__Your task__
Below are entries; output exactly the lines from the one with "Entity::new(EntityKind::Player, cfg.player_start, size)" to the one with "let skull = |pos: Vec2, speed: f32, steering: Steering|", both included, and nothing else.

(Stored items)
_ _ _

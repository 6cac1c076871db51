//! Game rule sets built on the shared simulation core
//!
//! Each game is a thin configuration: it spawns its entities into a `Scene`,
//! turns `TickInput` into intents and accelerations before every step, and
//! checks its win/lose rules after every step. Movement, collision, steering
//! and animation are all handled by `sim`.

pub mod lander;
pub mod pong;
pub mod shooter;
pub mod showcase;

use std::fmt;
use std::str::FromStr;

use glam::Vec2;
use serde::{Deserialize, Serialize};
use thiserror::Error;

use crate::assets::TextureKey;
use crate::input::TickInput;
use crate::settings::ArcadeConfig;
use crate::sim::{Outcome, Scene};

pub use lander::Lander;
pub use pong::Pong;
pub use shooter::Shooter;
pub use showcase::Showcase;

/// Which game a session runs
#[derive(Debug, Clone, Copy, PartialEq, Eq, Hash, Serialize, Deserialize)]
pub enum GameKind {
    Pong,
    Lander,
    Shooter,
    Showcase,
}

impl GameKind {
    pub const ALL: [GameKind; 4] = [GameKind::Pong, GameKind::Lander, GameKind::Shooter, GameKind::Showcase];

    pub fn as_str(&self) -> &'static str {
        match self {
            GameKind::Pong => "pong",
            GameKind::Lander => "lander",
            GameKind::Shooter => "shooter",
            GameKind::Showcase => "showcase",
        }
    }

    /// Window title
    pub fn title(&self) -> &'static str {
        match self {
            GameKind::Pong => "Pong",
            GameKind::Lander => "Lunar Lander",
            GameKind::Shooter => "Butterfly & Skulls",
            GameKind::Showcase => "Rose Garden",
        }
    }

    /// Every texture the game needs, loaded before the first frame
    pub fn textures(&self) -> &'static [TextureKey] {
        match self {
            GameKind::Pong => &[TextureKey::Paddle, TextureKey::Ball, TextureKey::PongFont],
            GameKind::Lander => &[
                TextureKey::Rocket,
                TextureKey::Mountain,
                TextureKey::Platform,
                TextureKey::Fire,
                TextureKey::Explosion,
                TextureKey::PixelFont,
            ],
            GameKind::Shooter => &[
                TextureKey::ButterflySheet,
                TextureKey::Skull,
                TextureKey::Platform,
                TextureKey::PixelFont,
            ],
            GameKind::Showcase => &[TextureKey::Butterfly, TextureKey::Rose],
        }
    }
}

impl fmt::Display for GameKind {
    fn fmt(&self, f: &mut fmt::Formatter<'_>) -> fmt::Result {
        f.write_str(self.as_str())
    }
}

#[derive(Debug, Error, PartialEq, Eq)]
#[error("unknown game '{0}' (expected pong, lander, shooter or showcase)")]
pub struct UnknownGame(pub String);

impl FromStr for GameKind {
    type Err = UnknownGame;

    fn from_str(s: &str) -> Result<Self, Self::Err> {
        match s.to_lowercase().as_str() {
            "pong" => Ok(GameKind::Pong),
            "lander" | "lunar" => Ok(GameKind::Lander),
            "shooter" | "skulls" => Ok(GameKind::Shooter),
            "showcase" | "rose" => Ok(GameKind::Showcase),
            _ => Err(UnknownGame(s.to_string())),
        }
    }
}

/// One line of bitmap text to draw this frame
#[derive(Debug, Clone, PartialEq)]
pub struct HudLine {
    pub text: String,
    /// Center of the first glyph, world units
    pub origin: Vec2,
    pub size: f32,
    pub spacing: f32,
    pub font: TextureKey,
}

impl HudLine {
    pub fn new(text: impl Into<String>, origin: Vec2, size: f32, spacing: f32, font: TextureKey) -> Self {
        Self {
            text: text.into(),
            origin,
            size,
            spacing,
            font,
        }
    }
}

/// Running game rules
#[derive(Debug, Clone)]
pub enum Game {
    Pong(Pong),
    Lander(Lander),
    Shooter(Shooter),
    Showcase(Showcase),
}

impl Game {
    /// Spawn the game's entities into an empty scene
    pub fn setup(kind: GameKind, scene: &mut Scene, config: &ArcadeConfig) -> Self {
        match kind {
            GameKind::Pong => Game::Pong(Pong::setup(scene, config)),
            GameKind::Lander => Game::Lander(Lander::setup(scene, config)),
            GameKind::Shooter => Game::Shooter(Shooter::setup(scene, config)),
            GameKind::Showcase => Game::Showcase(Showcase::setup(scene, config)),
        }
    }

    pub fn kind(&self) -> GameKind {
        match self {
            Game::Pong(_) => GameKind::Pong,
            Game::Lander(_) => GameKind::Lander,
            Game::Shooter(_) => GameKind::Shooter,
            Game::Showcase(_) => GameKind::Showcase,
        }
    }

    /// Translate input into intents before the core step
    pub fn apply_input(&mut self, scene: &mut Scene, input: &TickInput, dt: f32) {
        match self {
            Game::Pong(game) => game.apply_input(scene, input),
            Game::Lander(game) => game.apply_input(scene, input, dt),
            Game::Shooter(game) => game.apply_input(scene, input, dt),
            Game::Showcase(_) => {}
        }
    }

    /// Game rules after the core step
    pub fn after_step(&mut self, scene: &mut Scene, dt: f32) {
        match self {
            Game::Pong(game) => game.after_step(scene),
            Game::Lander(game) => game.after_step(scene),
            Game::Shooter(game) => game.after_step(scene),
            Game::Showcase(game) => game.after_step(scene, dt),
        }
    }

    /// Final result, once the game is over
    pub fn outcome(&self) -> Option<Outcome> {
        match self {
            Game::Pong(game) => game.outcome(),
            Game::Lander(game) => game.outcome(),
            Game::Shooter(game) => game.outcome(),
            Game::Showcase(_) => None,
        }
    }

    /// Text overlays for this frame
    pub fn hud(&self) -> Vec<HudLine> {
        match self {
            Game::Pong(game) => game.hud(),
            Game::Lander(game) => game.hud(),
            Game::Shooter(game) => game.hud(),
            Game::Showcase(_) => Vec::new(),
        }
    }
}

_ _ _

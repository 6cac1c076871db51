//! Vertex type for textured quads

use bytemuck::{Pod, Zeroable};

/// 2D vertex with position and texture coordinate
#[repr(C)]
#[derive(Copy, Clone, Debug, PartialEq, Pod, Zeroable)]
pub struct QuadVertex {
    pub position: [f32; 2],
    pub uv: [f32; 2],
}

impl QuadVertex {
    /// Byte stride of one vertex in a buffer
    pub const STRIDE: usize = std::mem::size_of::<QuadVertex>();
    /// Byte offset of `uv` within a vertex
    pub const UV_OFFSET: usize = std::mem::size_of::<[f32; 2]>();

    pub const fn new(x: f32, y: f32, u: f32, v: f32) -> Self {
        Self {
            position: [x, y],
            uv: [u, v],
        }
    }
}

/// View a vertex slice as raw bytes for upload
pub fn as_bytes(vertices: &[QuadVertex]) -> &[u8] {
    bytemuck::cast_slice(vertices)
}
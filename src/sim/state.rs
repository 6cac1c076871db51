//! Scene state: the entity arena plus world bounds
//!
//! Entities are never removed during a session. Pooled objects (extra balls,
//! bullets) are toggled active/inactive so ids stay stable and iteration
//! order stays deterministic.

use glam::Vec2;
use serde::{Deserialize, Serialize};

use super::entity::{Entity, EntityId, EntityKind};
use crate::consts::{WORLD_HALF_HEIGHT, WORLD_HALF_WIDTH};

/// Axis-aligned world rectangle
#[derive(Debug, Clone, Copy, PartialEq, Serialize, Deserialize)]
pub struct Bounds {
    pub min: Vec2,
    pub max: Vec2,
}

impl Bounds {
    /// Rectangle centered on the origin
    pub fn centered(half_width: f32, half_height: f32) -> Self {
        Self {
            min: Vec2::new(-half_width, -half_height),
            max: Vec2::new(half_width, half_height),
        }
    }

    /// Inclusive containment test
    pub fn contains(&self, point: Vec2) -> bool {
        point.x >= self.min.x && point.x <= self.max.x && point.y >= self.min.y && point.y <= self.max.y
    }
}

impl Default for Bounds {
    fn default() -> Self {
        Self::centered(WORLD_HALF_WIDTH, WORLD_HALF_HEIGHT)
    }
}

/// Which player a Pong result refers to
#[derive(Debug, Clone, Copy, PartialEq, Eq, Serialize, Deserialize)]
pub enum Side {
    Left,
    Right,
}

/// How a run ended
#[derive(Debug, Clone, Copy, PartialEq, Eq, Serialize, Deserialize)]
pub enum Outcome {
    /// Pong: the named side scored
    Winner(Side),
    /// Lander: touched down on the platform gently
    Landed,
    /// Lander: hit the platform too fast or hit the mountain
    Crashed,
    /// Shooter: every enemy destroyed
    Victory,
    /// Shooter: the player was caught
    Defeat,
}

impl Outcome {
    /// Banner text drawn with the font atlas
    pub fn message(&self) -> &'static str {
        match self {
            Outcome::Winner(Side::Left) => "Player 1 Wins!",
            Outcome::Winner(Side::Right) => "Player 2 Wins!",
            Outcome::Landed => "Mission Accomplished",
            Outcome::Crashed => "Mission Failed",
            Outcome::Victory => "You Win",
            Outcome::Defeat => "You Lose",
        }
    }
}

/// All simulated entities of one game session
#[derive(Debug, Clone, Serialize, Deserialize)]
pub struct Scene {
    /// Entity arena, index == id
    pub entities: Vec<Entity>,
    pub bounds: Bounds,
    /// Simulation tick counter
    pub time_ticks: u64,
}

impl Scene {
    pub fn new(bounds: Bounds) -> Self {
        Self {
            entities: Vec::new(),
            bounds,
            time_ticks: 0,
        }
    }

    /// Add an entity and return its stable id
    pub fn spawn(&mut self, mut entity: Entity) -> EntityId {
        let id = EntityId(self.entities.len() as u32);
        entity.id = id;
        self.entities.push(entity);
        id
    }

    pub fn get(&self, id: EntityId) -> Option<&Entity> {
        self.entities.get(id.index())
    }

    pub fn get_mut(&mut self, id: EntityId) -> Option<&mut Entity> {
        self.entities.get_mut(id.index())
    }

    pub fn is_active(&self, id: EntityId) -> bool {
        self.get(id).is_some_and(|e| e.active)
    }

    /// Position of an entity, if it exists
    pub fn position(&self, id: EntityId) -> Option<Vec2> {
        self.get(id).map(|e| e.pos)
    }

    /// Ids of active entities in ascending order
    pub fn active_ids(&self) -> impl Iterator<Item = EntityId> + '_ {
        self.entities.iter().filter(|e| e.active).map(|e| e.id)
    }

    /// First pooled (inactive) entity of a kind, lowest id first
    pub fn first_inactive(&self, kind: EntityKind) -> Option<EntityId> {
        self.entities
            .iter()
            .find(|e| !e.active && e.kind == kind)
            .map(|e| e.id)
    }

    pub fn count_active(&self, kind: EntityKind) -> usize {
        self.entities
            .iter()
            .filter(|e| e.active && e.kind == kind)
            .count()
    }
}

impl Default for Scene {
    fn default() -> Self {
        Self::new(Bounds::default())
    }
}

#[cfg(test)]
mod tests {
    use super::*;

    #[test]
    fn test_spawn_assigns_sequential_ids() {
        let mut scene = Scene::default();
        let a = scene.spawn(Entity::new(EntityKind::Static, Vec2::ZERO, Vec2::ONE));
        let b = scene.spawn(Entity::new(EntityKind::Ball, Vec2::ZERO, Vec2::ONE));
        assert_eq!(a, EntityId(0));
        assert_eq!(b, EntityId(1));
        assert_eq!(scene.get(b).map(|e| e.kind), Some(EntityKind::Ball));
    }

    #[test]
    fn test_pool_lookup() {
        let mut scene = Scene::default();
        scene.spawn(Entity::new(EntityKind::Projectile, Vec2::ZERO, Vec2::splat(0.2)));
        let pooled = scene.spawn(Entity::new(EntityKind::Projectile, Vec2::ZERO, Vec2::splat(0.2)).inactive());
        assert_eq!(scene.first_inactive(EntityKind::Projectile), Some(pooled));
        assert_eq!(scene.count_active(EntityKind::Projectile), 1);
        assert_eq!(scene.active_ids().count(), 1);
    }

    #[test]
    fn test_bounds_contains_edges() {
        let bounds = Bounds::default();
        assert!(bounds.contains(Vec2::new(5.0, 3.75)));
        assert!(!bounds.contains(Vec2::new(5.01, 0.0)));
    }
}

_ _ _

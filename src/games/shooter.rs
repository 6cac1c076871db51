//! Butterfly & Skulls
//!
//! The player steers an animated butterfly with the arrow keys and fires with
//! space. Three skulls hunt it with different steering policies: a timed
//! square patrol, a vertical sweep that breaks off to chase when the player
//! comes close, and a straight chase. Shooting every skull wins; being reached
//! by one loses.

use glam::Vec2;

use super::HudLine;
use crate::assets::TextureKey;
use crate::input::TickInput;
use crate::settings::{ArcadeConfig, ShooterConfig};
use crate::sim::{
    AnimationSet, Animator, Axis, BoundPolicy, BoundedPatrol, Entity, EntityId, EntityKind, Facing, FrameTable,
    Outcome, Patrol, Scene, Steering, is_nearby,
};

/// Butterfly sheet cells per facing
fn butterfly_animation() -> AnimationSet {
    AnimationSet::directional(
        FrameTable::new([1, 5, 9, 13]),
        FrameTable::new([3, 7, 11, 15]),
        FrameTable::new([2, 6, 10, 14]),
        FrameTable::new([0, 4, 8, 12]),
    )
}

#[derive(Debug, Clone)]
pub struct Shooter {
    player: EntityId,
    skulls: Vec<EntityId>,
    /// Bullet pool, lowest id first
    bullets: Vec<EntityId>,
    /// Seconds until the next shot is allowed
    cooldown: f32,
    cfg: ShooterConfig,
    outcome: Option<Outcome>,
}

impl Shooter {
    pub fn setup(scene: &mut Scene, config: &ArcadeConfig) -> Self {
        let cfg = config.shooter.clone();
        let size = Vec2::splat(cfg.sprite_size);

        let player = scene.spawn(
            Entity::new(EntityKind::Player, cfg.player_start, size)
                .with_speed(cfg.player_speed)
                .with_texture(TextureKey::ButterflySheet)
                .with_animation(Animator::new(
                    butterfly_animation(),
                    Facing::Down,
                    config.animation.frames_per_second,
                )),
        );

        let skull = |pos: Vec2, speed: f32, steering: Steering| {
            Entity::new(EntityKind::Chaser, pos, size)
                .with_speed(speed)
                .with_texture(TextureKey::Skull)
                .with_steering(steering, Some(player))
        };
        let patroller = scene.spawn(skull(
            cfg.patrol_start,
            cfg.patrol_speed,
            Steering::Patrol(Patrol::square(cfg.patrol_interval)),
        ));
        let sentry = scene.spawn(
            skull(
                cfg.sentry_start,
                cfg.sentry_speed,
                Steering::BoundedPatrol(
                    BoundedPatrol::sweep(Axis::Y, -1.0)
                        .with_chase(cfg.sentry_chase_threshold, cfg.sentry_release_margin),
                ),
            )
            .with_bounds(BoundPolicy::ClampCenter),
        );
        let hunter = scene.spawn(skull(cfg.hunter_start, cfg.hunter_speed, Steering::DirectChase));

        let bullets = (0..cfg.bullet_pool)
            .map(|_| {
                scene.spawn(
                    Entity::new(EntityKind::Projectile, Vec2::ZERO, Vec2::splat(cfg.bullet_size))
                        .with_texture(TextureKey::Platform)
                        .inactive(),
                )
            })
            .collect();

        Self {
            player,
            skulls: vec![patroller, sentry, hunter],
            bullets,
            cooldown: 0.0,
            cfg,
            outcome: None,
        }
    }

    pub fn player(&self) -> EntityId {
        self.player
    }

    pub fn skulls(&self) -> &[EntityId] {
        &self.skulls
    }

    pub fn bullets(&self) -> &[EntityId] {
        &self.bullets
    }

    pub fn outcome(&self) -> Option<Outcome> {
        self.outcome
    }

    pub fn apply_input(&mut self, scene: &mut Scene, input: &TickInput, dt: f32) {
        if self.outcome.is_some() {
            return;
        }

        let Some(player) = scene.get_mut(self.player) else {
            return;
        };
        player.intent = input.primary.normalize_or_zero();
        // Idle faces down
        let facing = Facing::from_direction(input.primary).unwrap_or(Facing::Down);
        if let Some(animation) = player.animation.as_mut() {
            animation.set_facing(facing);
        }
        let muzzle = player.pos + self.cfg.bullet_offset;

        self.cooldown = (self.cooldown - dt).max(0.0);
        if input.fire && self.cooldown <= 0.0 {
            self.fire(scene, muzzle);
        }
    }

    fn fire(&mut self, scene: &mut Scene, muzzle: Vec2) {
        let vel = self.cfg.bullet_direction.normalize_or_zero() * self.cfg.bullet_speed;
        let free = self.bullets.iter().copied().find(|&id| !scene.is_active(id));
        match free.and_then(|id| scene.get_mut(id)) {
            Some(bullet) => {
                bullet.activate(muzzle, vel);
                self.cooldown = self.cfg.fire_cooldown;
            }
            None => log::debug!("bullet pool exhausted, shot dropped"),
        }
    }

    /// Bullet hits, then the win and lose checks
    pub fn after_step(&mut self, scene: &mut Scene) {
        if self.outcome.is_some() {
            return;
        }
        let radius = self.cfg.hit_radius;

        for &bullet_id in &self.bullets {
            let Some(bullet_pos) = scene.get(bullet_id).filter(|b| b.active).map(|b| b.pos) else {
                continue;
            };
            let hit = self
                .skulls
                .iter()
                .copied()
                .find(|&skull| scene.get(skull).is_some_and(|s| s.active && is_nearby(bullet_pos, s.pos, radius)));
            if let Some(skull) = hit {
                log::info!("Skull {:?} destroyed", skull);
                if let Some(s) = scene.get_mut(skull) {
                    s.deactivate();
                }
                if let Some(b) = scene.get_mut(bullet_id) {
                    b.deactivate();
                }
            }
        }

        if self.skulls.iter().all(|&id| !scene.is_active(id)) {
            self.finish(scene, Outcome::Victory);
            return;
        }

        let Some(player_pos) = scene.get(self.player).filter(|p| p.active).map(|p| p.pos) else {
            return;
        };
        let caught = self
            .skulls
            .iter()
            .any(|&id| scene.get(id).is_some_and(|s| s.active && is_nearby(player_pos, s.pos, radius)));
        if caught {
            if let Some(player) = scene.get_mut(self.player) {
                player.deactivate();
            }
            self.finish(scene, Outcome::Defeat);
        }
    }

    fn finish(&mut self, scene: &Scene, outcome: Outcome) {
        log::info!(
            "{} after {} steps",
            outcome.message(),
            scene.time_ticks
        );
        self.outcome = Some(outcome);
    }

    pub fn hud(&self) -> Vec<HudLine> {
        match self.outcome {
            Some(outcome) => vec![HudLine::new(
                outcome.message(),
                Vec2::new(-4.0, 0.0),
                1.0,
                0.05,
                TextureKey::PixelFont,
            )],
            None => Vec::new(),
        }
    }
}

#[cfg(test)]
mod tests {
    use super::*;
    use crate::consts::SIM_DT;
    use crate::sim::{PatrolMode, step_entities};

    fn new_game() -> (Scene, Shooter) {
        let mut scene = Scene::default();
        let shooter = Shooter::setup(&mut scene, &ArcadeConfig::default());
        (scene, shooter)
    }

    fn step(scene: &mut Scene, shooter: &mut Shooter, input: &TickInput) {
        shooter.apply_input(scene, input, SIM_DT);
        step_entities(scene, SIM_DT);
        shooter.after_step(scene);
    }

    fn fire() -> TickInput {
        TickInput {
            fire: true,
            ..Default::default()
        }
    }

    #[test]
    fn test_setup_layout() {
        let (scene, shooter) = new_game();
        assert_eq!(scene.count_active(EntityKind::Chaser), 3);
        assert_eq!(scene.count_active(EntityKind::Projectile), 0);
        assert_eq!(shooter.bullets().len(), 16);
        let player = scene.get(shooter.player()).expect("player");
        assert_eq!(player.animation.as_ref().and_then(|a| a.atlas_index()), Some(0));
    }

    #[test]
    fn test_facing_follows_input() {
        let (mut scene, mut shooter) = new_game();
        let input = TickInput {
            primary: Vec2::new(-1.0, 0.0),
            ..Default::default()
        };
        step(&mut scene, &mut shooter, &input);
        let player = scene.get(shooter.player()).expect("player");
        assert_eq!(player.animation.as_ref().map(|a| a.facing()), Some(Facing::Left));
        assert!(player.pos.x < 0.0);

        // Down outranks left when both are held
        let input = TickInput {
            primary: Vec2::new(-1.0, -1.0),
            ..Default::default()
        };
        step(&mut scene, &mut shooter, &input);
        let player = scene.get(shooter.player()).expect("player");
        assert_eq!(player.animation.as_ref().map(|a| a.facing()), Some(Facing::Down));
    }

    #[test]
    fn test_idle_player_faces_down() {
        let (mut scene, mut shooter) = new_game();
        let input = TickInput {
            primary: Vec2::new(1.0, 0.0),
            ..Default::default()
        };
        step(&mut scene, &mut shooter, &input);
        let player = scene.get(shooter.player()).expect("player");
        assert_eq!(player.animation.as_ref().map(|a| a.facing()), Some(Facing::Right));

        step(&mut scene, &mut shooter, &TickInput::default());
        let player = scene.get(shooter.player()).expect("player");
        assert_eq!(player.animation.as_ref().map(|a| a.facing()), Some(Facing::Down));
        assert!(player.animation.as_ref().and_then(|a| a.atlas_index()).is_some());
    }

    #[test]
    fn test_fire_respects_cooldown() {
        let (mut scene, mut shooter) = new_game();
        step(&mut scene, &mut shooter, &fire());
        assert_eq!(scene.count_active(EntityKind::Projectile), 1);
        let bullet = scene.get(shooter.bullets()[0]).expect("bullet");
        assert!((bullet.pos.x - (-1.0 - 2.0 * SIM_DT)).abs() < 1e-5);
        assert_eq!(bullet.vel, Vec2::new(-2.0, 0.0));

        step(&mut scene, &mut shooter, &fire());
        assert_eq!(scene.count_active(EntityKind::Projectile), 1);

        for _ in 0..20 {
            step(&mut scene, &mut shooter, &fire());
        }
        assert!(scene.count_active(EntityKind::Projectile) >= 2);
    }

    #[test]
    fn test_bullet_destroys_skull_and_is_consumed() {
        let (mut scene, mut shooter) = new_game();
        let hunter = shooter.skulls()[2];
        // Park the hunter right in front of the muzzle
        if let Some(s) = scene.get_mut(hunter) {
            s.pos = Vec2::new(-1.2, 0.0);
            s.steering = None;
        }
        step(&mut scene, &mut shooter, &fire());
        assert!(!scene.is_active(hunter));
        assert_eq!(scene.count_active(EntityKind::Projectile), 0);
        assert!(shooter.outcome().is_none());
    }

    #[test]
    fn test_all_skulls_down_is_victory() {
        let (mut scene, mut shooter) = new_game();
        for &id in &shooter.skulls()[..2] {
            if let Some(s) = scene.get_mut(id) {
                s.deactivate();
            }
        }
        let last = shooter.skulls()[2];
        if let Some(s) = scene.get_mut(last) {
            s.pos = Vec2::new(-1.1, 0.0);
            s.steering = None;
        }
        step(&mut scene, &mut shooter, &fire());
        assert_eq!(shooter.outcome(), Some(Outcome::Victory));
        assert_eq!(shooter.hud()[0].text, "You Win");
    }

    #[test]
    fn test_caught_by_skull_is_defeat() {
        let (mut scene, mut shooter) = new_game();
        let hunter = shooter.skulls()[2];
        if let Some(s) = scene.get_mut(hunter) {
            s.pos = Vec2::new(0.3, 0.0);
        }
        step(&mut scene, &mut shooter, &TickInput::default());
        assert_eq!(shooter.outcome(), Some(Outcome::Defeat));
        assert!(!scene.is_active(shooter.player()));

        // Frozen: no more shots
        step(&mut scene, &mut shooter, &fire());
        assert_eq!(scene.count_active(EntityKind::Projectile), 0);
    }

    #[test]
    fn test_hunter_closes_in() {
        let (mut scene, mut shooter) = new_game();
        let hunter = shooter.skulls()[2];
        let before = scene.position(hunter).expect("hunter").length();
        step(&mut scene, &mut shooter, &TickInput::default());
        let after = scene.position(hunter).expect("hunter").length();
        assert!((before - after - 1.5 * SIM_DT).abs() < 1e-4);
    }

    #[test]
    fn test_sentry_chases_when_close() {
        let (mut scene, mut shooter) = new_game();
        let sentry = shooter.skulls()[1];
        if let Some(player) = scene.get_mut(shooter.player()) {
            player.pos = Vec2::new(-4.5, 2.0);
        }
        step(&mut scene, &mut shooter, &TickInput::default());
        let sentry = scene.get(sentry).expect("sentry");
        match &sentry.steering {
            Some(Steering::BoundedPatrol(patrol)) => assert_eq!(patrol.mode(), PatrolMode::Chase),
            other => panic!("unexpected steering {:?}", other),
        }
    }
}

_ _ _

__Reply to the task__
            Entity::new(EntityKind::Player, cfg.player_start, size)
                .with_speed(cfg.player_speed)
                .with_texture(TextureKey::ButterflySheet)
                .with_animation(Animator::new(
                    butterfly_animation(),
                    Facing::Down,
                    config.animation.frames_per_second,
                )),
        );

        let skull = |pos: Vec2, speed: f32, steering: Steering| {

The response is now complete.